Thursday, May 13, 2021

How the Tragic Literary Woman Became a Figure of Fascination

 From Literary Hub:

Restoration of reputation is a typical aim of biographies of tragic literary wives, by now an established sub-genre. The formula is almost always the same: the wife of a writer was unfairly maligned or disenfranchised in life, then decades after her death, a champion unearths her flotsam and jetsam to prove that she was an unrecognized genius, perhaps even the true genius in the partnership. The Platonic tragic literary wife is of course Zelda Fitzgerald, the manic pixie dream girl of American letters whose life of champagne and straight-waist dresses was chronicled by Nancy Mitford in an eponymous biography (Mitford was Team F. Scott). Sometimes the posthumous reconsideration is done in hopes the wife will be seen as an artist in her own right; other times, as in the case of leonine Assia Wevill, who was an established ad copywriter when she met Ted Hughes, and Sofia Tolstoy, the workhorse amanuensis and housewife to Leo (she copied War and Peace by hand seven times), the biographer simply wants the wife’s contributions to her famous counterpart’s work recognized as integral.

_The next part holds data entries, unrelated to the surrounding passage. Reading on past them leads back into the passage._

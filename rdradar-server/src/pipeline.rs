//! The decode pipeline: exclusive owner of the frame synchronizer.
//!
//! Chunks arrive from the byte source; every outcome is logged, valid frames
//! are published as [`TargetMessage`]s, and the synchronizer statistics are
//! copied into the [`Session`] after each chunk.

use chrono::{DateTime, Utc};
use log::{debug, info, trace, warn};
use rdradar_core::{DecodeOutcome, ErrorKind, FrameSynchronizer, TargetRecord};
use serde::{Deserialize, Serialize};
use tokio::sync::{broadcast, mpsc};
use tokio_graceful_shutdown::SubsystemHandle;

use crate::Session;

/// One decoded frame as sent to consumers
#[derive(Debug, Clone, PartialEq, Serialize, Deserialize)]
#[serde(rename_all = "camelCase")]
pub struct TargetMessage {
    pub timestamp: DateTime<Utc>,
    /// Stream offset of the frame's first byte
    pub offset: u64,
    pub format: String,
    /// Empty for a valid frame without targets
    pub targets: Vec<TargetRecord>,
}

impl TargetMessage {
    pub fn from_outcome(outcome: &DecodeOutcome, format: &str) -> Option<Self> {
        let targets = match outcome {
            DecodeOutcome::Records { records, .. } => records.clone(),
            DecodeOutcome::Empty { .. } => Vec::new(),
            DecodeOutcome::Error { .. } => return None,
        };
        Some(TargetMessage {
            timestamp: Utc::now(),
            offset: outcome.range().start,
            format: format.to_string(),
            targets,
        })
    }
}

pub struct Pipeline {
    session: Session,
    sync: FrameSynchronizer,
    rx: mpsc::Receiver<Vec<u8>>,
    tx_targets: broadcast::Sender<TargetMessage>,
    output: bool,
}

impl Pipeline {
    pub fn new(session: Session, sync: FrameSynchronizer, rx: mpsc::Receiver<Vec<u8>>) -> Self {
        let tx_targets = session.targets_sender();
        let output = session.read().args.output;
        Pipeline {
            session,
            sync,
            rx,
            tx_targets,
            output,
        }
    }

    pub async fn run(mut self, subsys: SubsystemHandle) -> miette::Result<()> {
        info!(
            "Decoding {} frames (max frame {} bytes)",
            self.sync.format().name(),
            self.sync.format().max_frame_len()
        );
        loop {
            tokio::select! { biased;
                _ = subsys.on_shutdown_requested() => {
                    break;
                },
                r = self.rx.recv() => match r {
                    Some(chunk) => {
                        self.process_chunk(&chunk);
                    }
                    None => {
                        info!("Byte source finished");
                        self.finish();
                        subsys.request_shutdown();
                        break;
                    }
                }
            }
        }
        let stats = self.sync.stats();
        info!(
            "Received {} bytes, decoded {} frames with {} targets, {} errors",
            stats.bytes_received,
            stats.frames_decoded,
            stats.records_emitted,
            stats.errors()
        );
        Ok(())
    }

    /// Feed one chunk and publish the resulting frames.
    pub fn process_chunk(&mut self, chunk: &[u8]) -> Vec<TargetMessage> {
        let outcomes = self.sync.feed(chunk);
        let format = self.sync.format().name().to_string();

        let mut messages = Vec::new();
        for outcome in &outcomes {
            log_outcome(outcome);
            if let Some(message) = TargetMessage::from_outcome(outcome, &format) {
                if self.output {
                    match serde_json::to_string(&message) {
                        Ok(line) => println!("{}", line),
                        Err(e) => warn!("Cannot serialize frame: {}", e),
                    }
                }
                // No receivers just means no client is connected
                let _ = self.tx_targets.send(message.clone());
                messages.push(message);
            }
        }

        self.session.update_sync(self.sync.state(), self.sync.stats());
        messages
    }

    /// Report the bytes of an unfinished frame once the source has ended.
    pub fn finish(&mut self) -> Option<DecodeOutcome> {
        let outcome = self.sync.reset()?;
        log_outcome(&outcome);
        self.session.update_sync(self.sync.state(), self.sync.stats());
        Some(outcome)
    }
}

fn log_outcome(outcome: &DecodeOutcome) {
    match outcome {
        DecodeOutcome::Records { range, records } => {
            debug!("Frame at {}: {} targets", range.start, records.len());
            for r in records {
                trace!(
                    "  target {}: x={:?} y={:?} angle={:?} distance={:?} speed={:?} motion={:?}",
                    r.slot,
                    r.x,
                    r.y,
                    r.angle_deg,
                    r.distance_m,
                    r.speed,
                    r.motion()
                );
            }
        }
        DecodeOutcome::Empty { range } => {
            debug!("Frame at {}: no targets", range.start);
        }
        DecodeOutcome::Error {
            kind: ErrorKind::Skipped,
            range,
        } => {
            debug!(
                "Skipped {} bytes at {}",
                range.end - range.start,
                range.start
            );
        }
        DecodeOutcome::Error { kind, range } => {
            warn!(
                "{:?}: discarded bytes {}..{}",
                kind, range.start, range.end
            );
        }
    }
}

Still further, the biographers sometimes say the women deserve some recognition because they inspired certain characters or themes. Usually, as in the case of free-spirited Frieda Lawrence, it’s some kind of combination of all these aims. Such scholarly re-examinations are not relegated to wives only: Alice James, the sister of Henry and William who also suffered from hysteria and lived a suffocated life in Brahmin Boston, and Lucia Joyce, daughter of James and frequent analysand, have both been subjected to it, while the journals of Lawrence Durrell’s daughter, aspiring playwright Sappho, were published in Granta after her suicide.

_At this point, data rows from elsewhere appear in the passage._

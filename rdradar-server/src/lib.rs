//! # rdradar Server
//!
//! Serial bridge for RD-03 series mmWave radars with REST API and WebSocket
//! target streaming.
//!
//! This crate wires a byte source to the [`rdradar_core`] frame synchronizer:
//! - Reads the radar's UART, or replays a binary / hex-text capture
//! - Decodes frames in a single pipeline task that owns the synchronizer
//! - Streams decoded targets via WebSocket and optionally to stdout
//!
//! ## Architecture
//!
//! ```text
//! ┌─────────────────────────────────────────────────────────┐
//! │                    rdradar-server                       │
//! │  ┌─────────────┐   mpsc    ┌──────────────────────────┐ │
//! │  │ Source      │ ────────▶ │ Pipeline                 │ │
//! │  │ (serial /   │  chunks   │ owns FrameSynchronizer   │ │
//! │  │  replay)    │           └────────────┬─────────────┘ │
//! │  └─────────────┘                        │ broadcast     │
//! │                                         ▼               │
//! │  ┌─────────────────────────────────────────────────────┐│
//! │  │              Session (Arc<RwLock>)                  ││
//! │  │  - Active format                                    ││
//! │  │  - Synchronizer state and statistics                ││
//! │  │  - TargetMessage broadcast                          ││
//! │  └─────────────────────────────────────────────────────┘│
//! │         │                                               │
//! │         ▼                                               │
//! │  ┌─────────────┐  ┌─────────────┐                       │
//! │  │ REST API    │  │ WebSocket   │                       │
//! │  │ (axum)      │  │ (targets)   │                       │
//! │  └─────────────┘  └─────────────┘                       │
//! └─────────────────────────────────────────────────────────┘
//! ```
//!
//! ## REST API
//!
//! Served by the `web` module in `main.rs` when `--port` is given:
//!
//! | Endpoint | Description |
//! |----------|-------------|
//! | `GET /api/v1/status` | Version, format, synchronizer state and statistics |
//! | `GET /api/v1/format` | Active frame format configuration |
//! | `WS /api/v1/targets` | WebSocket stream of decoded targets |
//!
//! ## Command-Line Interface
//!
//! See [`Cli`] for all available options. Key options:
//!
//! - `--device`, `--baud` - Serial port (default `/dev/ttyTHS1` at 256000 baud)
//! - `--format` - Built-in or user format name (default `rd03d`)
//! - `--replay` - Replay a capture instead of reading the serial port
//! - `-p, --port` - Enable the HTTP / WebSocket API
//! - `-v` - Increase verbosity (use multiple times)

use std::path::PathBuf;
use std::sync::{Arc, PoisonError, RwLock, RwLockReadGuard, RwLockWriteGuard};

use clap::Parser;
use rdradar_core::{
    accumulator::DEFAULT_MAX_BUFFER_BYTES, formats, synchronizer::DEFAULT_MAX_FRAMES_PER_CALL,
    FrameFormatConfig, SyncConfig, SyncState, SyncStats,
};
use tokio::sync::broadcast;

pub mod config;
pub mod pipeline;
pub mod source;

use pipeline::TargetMessage;

pub const VERSION: &str = env!("CARGO_PKG_VERSION");

/// Decoded frames kept for slow WebSocket clients
const TARGET_CHANNEL_CAPACITY: usize = 64;

#[derive(Parser, Clone, Debug)]
#[command(version, about)]
pub struct Cli {
    #[clap(flatten)]
    pub verbose: clap_verbosity_flag::Verbosity<clap_verbosity_flag::InfoLevel>,

    /// Frame format: a built-in name or `<name>.json` in the formats config directory
    #[arg(short, long, default_value = formats::DEFAULT_FORMAT)]
    pub format: String,

    /// Load the frame format from this JSON file instead
    #[arg(long)]
    pub format_file: Option<PathBuf>,

    /// Serial device the radar is connected to
    #[arg(short, long, default_value = "/dev/ttyTHS1")]
    pub device: String,

    /// Serial baud rate
    #[arg(short, long, default_value_t = 256000)]
    pub baud: u32,

    /// Replay a capture instead of reading the serial port.
    /// Files ending in `.hex` or `.txt` are read as hex text, others as raw bytes.
    #[arg(short, long)]
    pub replay: Option<PathBuf>,

    /// Bytes per chunk when replaying a raw capture
    #[arg(long, default_value_t = 64)]
    pub replay_chunk: usize,

    /// Delay between replayed chunks
    #[arg(long, default_value_t = 10)]
    pub replay_interval_ms: u64,

    /// Accumulator cap while no frame header is found
    #[arg(long, default_value_t = DEFAULT_MAX_BUFFER_BYTES)]
    pub max_buffer_bytes: usize,

    /// Frames decoded per chunk before yielding
    #[arg(long, default_value_t = DEFAULT_MAX_FRAMES_PER_CALL)]
    pub max_frames_per_call: usize,

    /// Write each decoded frame as a JSON line to stdout
    #[arg(long, default_value_t = false)]
    pub output: bool,

    /// Port for the HTTP / WebSocket API (disabled when absent)
    #[arg(short, long)]
    pub port: Option<u16>,

    /// Print the built-in format names and exit
    #[arg(long, default_value_t = false)]
    pub list_formats: bool,

    /// Write the resolved format as JSON to this file and exit,
    /// e.g. to start a user format from a built-in one
    #[arg(long)]
    pub save_format: Option<PathBuf>,
}

impl Cli {
    pub fn sync_config(&self) -> SyncConfig {
        SyncConfig {
            max_buffer_bytes: self.max_buffer_bytes,
            max_frames_per_call: self.max_frames_per_call,
        }
    }
}

pub struct SessionInner {
    pub args: Cli,
    /// Active frame format
    pub format: FrameFormatConfig,
    /// Last synchronizer state seen by the pipeline
    pub state: SyncState,
    pub stats: SyncStats,
    pub tx_targets: broadcast::Sender<TargetMessage>,
}

#[derive(Clone)]
pub struct Session {
    pub inner: Arc<RwLock<SessionInner>>,
}

impl Session {
    pub fn new(args: Cli, format: FrameFormatConfig) -> Self {
        let (tx_targets, _) = broadcast::channel(TARGET_CHANNEL_CAPACITY);
        Session {
            inner: Arc::new(RwLock::new(SessionInner {
                args,
                format,
                state: SyncState::Seeking,
                stats: SyncStats::default(),
                tx_targets,
            })),
        }
    }

    /// A panic while holding the lock leaves plain data behind; keep using it
    pub fn read(&self) -> RwLockReadGuard<'_, SessionInner> {
        self.inner.read().unwrap_or_else(PoisonError::into_inner)
    }

    pub fn write(&self) -> RwLockWriteGuard<'_, SessionInner> {
        self.inner.write().unwrap_or_else(PoisonError::into_inner)
    }

    pub fn args(&self) -> Cli {
        self.read().args.clone()
    }

    pub fn targets_sender(&self) -> broadcast::Sender<TargetMessage> {
        self.read().tx_targets.clone()
    }

    pub fn subscribe_targets(&self) -> broadcast::Receiver<TargetMessage> {
        self.read().tx_targets.subscribe()
    }

    pub fn update_sync(&self, state: SyncState, stats: &SyncStats) {
        let mut inner = self.write();
        inner.state = state;
        inner.stats = stats.clone();
    }
}

impl std::fmt::Debug for Session {
    fn fmt(&self, f: &mut std::fmt::Formatter<'_>) -> std::fmt::Result {
        write!(f, "Session {{ format: {} }}", self.read().format.name)
    }
}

Not surprisingly, there is no equivalent phenomenon for men. There are, to be sure, fewer tragic males orbiting female writers, although there are exceptions, including Penelope Fitzgerald’s husband Desmond, an alcoholic lawyer who was disbarred for forging checks, and John Walter Cross, who tried to drown himself in the Grand Canal in Venice while on honeymoon with George Eliot. Surely this is because as a culture we have always been more tolerant of male eccentricity, not to mention that because men overwhelmingly occupied positions of power and acted as the cultural gatekeepers, their efforts—and ergo their lives—were more likely to be taken seriously. But perhaps we return to the lives of tragic literary ladies for less savory reasons, too: because ultimately, we still enjoy rubbernecking at female pain, and because we cannot abandon our collective cultural desire to equate misery with genius. (Read more.)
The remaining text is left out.